National Institute of Health Research, Bhubaneswar
- Established: 29 March 1981 (45 years ago)
- Field of research: Medical research
- Director: Sanghamitra Pati
- Location: Bhubaneswar, Odisha, India 20°19′00″N 85°49′10″E﻿ / ﻿20.3166°N 85.8195°E
- Campus: NALCO Nagar, Chandrasekharpur
- Nickname: NIHR, Bhubaneswar
- Affiliations: Academy of Scientific and Innovative Research
- Operating agency: Indian Council of Medical Research
- Website: www.rmrcbbsr.gov.in

= National Institute of Health Research, Bhubaneswar =

National Institute of Health Research, Bhubaneswar Or NIHR, Bhubaneswar (also known as ICMR-NIHR, Bhubaneswar) is an organization in the field of medical research, established in Bhubaneswar, Odisha, India.

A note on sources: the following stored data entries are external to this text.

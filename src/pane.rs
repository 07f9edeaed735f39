use std::io::{self, Read, Write};
use std::os::unix::io::RawFd;

use log::{debug, info, warn};
use portable_pty::{native_pty_system, Child, CommandBuilder, MasterPty, PtySize};

use crate::platform;
use crate::screen::Screen;
use crate::types::{ScrollDir, VERSION};
use crate::vt::VirtualTerminal;

/// Largest chunk read from a pty per readiness event.
pub const BUFSIZ: usize = 8192;

const MAX_PUTATIVE: usize = 256;

/// Master side of a child's pseudo-terminal.
pub trait Pty {
    fn raw_fd(&self) -> Option<RawFd>;
    fn read(&mut self, buf: &mut [u8]) -> io::Result<usize>;
    fn write(&mut self, buf: &[u8]) -> io::Result<usize>;
    /// TIOCSWINSZ: tell the child its new size.
    fn resize(&mut self, rows: u16, cols: u16) -> io::Result<()>;
    fn pid(&self) -> Option<u32>;
}

/// Starts a child on a fresh pty.
pub trait Spawner {
    fn spawn(&self, rows: u16, cols: u16) -> io::Result<Box<dyn Pty>>;
    /// Name shown in the title bar before the child sets one.
    fn program(&self) -> String;
}

pub struct ShellSpawner {
    shell: String,
    term: String,
}

impl ShellSpawner {
    pub fn new(shell: String, term: String) -> Self { ShellSpawner { shell, term } }
}

impl Spawner for ShellSpawner {
    fn spawn(&self, rows: u16, cols: u16) -> io::Result<Box<dyn Pty>> {
        let size = PtySize { rows: rows.max(1), cols: cols.max(1), pixel_width: 0, pixel_height: 0 };
        let pair = native_pty_system()
            .openpty(size)
            .map_err(|e| io::Error::new(io::ErrorKind::Other, format!("openpty error: {e}")))?;
        let mut cmd = CommandBuilder::new(&self.shell);
        cmd.env("STTM", std::process::id().to_string());
        cmd.env("STTM_VERSION", VERSION);
        cmd.env("TERM", &self.term);
        if let Ok(dir) = std::env::current_dir() {
            cmd.cwd(dir);
        }
        let child = pair
            .slave
            .spawn_command(cmd)
            .map_err(|e| io::Error::new(io::ErrorKind::Other, format!("spawn shell error: {e}")))?;
        // The child must hold the only slave handle or its exit never reads as EOF.
        drop(pair.slave);
        let reader = pair
            .master
            .try_clone_reader()
            .map_err(|e| io::Error::new(io::ErrorKind::Other, format!("clone reader error: {e}")))?;
        let writer = pair
            .master
            .take_writer()
            .map_err(|e| io::Error::new(io::ErrorKind::Other, format!("take writer error: {e}")))?;
        let fd = pair.master.as_raw_fd();
        if let Some(fd) = fd {
            platform::set_nonblocking(fd)?;
        }
        Ok(Box::new(ShellPty { master: pair.master, reader, writer, child, fd }))
    }

    fn program(&self) -> String {
        std::path::Path::new(&self.shell)
            .file_name()
            .map(|s| s.to_string_lossy().into_owned())
            .unwrap_or_else(|| self.shell.clone())
    }
}

struct ShellPty {
    master: Box<dyn MasterPty + Send>,
    reader: Box<dyn Read + Send>,
    writer: Box<dyn Write + Send>,
    child: Box<dyn Child + Send + Sync>,
    fd: Option<RawFd>,
}

impl Pty for ShellPty {
    fn raw_fd(&self) -> Option<RawFd> { self.fd }

    fn read(&mut self, buf: &mut [u8]) -> io::Result<usize> { self.reader.read(buf) }

    fn write(&mut self, buf: &[u8]) -> io::Result<usize> { self.writer.write(buf) }

    fn resize(&mut self, rows: u16, cols: u16) -> io::Result<()> {
        self.master
            .resize(PtySize { rows, cols, pixel_width: 0, pixel_height: 0 })
            .map_err(|e| io::Error::new(io::ErrorKind::Other, format!("resize error: {e}")))
    }

    fn pid(&self) -> Option<u32> { self.child.process_id() }
}

/// Write all of `bytes`, retrying on EINTR and short writes. Anything else,
/// including a full pty buffer, drops the remainder.
pub fn safewrite(pty: &mut dyn Pty, mut bytes: &[u8]) {
    while !bytes.is_empty() {
        match pty.write(bytes) {
            Ok(0) => break,
            Ok(n) => bytes = &bytes[n..],
            Err(e) if e.kind() == io::ErrorKind::Interrupted => continue,
            Err(e) => {
                debug!("dropping {} bytes to pty: {e}", bytes.len());
                break;
            }
        }
    }
}

pub struct Pane {
    pub pty: Box<dyn Pty>,
    pub pid: Option<u32>,
    pub title: String,
    pub vt: VirtualTerminal,
    parser: vte::Parser,
    putative: String,
}

impl Pane {
    /// `h` and `w` are the pane's full geometry; one row goes to the title bar.
    pub fn new(pty: Box<dyn Pty>, title: String, h: u16, w: u16, scrollback: usize, tabstop: usize) -> Self {
        let pid = pty.pid();
        Pane {
            pty,
            pid,
            title,
            vt: VirtualTerminal::new(h.saturating_sub(1), w, scrollback, tabstop),
            parser: vte::Parser::new(),
            putative: String::new(),
        }
    }

    pub fn screen(&self) -> &Screen { self.vt.screen() }

    pub fn resize(&mut self, h: u16, w: u16, tabstop: usize) {
        let rows = h.saturating_sub(1).max(1);
        let cols = w.max(1);
        self.vt.resize(rows, cols, tabstop);
        if let Err(e) = self.pty.resize(rows, cols) {
            warn!("TIOCSWINSZ {rows}x{cols} failed: {e}");
        }
    }

    /// Run child output through the parser and answer any queries it made.
    pub fn feed(&mut self, bytes: &[u8]) {
        for &b in bytes {
            self.parser.advance(&mut self.vt, b);
        }
        let replies = self.vt.take_replies();
        if !replies.is_empty() {
            safewrite(self.pty.as_mut(), &replies);
        }
        if let Some(title) = self.vt.take_title() {
            self.title = title;
        }
    }

    /// Forward user input to the child and jump back to the live screen.
    pub fn send(&mut self, bytes: &[u8]) {
        if !self.vt.alt_active {
            self.track_command(bytes);
        }
        safewrite(self.pty.as_mut(), bytes);
        self.vt.screen_mut().scroll_to_bottom();
    }

    pub fn scroll(&mut self, dir: ScrollDir, rows: u16) {
        let half = (rows / 2).max(1) as isize;
        let delta = match dir {
            ScrollDir::Up => -half,
            ScrollDir::Down => half,
        };
        self.vt.screen_mut().scroll_view(delta);
    }

    pub fn scroll_to_bottom(&mut self) { self.vt.screen_mut().scroll_to_bottom(); }

    fn track_command(&mut self, bytes: &[u8]) {
        for &b in bytes {
            match b {
                b'\r' | b'\n' => {
                    if let Some(name) = resolve_command(&self.putative) {
                        info!("pane title -> {name}");
                        self.title = name;
                    }
                    self.putative.clear();
                }
                0x08 | 0x7f => {
                    self.putative.pop();
                }
                0x03 | 0x15 => self.putative.clear(),
                0x20..=0x7e if self.putative.len() < MAX_PUTATIVE => self.putative.push(b as char),
                _ => {}
            }
        }
    }

    #[cfg(test)]
    pub fn putative(&self) -> &str { &self.putative }
}

/// First word of a typed command line, if it names something on PATH.
fn resolve_command(line: &str) -> Option<String> {
    let word = line.split_whitespace().next()?;
    which::which(word).ok()?;
    std::path::Path::new(word).file_name().map(|s| s.to_string_lossy().into_owned())
}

It was established in 1981 by the Indian Council of Medical Research (ICMR), New Delhi. The main focus area of research of the institute is on locally prevailing communicable and non-communicable diseases, tribal health and malnutrition in Odisha and adjoining states. It has Sanhamitra Pati as Director.

In January 2023, Mansukh Mandaviya, Union Minister for Health and Family Welfare, inaugurated the annex building of the institute also laid the foundation stone for the School of Public Health and a Biosafety Level 3 (BSL-3) Laboratory at the same facility.